§ **Collected data**

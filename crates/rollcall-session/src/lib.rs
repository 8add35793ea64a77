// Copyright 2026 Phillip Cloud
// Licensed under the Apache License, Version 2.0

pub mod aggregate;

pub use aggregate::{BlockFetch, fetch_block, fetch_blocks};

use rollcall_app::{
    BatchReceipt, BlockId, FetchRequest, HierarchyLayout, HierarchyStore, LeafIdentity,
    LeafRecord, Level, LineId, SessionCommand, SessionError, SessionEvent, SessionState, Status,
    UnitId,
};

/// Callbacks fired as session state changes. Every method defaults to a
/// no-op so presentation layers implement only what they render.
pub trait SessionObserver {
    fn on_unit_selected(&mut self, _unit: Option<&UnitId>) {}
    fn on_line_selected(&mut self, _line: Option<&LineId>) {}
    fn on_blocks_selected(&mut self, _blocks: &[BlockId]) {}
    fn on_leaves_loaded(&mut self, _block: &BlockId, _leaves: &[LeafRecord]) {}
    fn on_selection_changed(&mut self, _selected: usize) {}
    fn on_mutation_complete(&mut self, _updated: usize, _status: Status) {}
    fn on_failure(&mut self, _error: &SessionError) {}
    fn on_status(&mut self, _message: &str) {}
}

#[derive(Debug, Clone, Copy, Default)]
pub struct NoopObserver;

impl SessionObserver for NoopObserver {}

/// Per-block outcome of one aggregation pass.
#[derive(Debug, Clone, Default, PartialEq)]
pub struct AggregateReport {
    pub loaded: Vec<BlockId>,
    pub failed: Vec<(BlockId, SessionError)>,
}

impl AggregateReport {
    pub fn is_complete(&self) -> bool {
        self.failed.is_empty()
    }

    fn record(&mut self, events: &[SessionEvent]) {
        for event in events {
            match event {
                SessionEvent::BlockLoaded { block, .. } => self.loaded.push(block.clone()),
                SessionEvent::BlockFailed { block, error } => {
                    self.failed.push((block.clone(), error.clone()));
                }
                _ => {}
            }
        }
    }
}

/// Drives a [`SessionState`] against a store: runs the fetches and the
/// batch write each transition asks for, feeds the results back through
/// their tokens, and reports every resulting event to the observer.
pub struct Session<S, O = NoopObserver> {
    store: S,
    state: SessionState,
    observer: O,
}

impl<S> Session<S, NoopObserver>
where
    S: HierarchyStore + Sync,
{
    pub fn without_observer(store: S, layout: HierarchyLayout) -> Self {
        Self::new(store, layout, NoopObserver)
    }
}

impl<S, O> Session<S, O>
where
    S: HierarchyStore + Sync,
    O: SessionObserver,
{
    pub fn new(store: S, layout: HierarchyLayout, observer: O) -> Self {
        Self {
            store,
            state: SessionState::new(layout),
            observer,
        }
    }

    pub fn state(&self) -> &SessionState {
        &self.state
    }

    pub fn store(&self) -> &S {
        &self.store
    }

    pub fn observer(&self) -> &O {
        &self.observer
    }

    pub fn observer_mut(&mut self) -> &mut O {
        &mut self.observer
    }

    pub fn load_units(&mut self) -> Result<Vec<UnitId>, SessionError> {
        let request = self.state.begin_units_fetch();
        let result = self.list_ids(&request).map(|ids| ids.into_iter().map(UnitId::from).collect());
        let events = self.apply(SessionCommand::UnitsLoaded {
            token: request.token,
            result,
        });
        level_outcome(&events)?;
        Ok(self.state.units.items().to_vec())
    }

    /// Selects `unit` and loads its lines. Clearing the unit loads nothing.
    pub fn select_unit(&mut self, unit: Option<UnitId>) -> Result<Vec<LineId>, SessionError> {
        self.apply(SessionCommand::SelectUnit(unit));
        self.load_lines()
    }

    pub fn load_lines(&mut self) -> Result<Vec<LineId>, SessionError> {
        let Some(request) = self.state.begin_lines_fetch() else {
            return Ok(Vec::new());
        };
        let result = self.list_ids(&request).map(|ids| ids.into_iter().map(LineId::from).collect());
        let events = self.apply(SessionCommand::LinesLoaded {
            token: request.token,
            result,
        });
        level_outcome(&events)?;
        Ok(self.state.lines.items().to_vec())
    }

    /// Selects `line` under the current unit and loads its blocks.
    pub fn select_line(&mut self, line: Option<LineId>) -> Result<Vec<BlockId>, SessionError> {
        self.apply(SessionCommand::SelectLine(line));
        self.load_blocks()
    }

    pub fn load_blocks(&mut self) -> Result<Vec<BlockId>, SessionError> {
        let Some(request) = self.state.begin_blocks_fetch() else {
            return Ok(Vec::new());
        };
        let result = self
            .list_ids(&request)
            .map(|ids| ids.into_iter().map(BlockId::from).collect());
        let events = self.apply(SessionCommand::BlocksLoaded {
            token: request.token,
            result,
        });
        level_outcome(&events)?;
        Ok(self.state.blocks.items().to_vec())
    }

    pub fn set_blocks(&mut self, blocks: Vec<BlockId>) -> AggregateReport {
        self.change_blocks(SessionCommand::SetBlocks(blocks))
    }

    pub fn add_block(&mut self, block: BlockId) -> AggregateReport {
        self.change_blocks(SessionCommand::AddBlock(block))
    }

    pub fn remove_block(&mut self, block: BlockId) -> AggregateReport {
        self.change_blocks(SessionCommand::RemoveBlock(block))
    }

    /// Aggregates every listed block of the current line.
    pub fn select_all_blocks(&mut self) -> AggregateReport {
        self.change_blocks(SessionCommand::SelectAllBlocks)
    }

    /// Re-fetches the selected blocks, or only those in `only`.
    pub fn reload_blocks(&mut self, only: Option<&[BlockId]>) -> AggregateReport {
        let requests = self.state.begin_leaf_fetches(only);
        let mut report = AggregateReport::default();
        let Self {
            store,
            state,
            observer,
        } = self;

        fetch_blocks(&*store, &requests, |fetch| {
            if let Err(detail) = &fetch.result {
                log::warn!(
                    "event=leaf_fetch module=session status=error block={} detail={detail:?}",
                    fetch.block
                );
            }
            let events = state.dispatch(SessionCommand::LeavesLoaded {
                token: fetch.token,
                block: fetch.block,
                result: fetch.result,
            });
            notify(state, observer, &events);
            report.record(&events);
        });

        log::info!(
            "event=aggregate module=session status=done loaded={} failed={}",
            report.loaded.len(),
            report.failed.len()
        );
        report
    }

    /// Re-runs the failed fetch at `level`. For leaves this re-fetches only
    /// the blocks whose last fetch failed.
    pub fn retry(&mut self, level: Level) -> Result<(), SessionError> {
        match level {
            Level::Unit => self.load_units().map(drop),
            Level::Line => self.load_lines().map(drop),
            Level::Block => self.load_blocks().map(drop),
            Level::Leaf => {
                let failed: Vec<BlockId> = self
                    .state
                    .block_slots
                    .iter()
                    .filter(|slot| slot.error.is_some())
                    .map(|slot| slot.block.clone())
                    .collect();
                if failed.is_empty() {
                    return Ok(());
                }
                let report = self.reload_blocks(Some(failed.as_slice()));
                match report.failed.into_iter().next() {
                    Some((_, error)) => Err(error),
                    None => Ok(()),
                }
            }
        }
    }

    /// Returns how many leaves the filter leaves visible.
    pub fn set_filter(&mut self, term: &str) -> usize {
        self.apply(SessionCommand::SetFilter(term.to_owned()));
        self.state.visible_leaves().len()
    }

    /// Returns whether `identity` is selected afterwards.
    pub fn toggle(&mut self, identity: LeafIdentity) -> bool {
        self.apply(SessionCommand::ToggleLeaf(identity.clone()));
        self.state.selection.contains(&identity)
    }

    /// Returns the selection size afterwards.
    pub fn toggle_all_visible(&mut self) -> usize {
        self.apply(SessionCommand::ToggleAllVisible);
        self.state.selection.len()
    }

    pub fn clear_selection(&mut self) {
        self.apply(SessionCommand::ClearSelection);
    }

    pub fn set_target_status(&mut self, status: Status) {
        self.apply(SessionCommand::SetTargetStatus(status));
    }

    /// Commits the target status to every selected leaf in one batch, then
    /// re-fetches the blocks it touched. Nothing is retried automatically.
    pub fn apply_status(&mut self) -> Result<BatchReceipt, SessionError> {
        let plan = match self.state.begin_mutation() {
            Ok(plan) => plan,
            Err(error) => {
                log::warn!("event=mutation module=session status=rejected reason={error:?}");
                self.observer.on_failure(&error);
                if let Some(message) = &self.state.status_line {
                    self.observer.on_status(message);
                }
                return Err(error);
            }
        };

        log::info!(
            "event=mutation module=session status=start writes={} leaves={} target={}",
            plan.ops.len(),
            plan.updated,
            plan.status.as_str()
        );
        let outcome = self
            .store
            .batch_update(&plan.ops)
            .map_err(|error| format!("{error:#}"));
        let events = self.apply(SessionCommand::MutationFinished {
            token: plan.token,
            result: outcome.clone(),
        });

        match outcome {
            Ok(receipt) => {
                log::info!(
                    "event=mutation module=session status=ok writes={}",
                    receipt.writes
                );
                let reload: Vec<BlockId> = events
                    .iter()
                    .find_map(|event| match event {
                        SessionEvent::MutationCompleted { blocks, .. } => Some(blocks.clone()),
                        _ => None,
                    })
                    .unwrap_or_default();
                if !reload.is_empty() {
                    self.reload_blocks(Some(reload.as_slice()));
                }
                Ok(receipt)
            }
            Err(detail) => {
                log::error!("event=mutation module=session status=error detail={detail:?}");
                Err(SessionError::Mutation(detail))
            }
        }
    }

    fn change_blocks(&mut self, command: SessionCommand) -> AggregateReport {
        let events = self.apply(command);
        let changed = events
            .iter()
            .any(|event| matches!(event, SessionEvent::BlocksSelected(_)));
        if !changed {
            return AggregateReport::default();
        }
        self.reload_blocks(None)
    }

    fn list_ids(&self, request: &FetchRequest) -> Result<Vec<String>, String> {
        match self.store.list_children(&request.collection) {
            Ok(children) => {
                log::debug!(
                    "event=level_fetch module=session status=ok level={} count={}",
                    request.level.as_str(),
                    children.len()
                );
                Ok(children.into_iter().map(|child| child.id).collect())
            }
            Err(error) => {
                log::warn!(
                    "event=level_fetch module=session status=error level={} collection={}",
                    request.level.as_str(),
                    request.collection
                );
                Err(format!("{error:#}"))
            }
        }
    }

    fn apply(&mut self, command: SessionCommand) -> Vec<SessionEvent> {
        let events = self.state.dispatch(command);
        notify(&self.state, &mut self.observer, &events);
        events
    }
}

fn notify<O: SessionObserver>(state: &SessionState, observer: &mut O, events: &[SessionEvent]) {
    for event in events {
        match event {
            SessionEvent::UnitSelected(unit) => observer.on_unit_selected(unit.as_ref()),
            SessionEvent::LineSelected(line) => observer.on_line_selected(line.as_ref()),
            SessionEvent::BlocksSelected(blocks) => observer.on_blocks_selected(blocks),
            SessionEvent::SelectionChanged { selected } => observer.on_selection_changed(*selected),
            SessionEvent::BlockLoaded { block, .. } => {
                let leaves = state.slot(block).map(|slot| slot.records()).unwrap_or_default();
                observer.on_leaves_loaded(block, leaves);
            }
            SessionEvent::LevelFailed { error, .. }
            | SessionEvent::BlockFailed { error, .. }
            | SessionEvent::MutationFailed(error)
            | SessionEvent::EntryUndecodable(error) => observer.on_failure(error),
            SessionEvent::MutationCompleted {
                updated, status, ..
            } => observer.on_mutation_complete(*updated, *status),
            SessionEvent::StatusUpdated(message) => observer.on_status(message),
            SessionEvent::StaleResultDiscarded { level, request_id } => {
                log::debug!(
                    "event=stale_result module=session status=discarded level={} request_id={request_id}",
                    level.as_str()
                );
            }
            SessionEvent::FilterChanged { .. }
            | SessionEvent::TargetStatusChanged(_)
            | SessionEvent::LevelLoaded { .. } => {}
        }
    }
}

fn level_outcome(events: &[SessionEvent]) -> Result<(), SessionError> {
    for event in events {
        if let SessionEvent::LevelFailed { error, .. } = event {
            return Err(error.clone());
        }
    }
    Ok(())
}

§ **Aim of the task**
Looking through the data above, copy out each line in which the string "runs" occurs.

§ **Task result**
/// Drives a [`SessionState`] against a store: runs the fetches and the
    /// Re-runs the failed fetch at `level`. For leaves this re-fetches only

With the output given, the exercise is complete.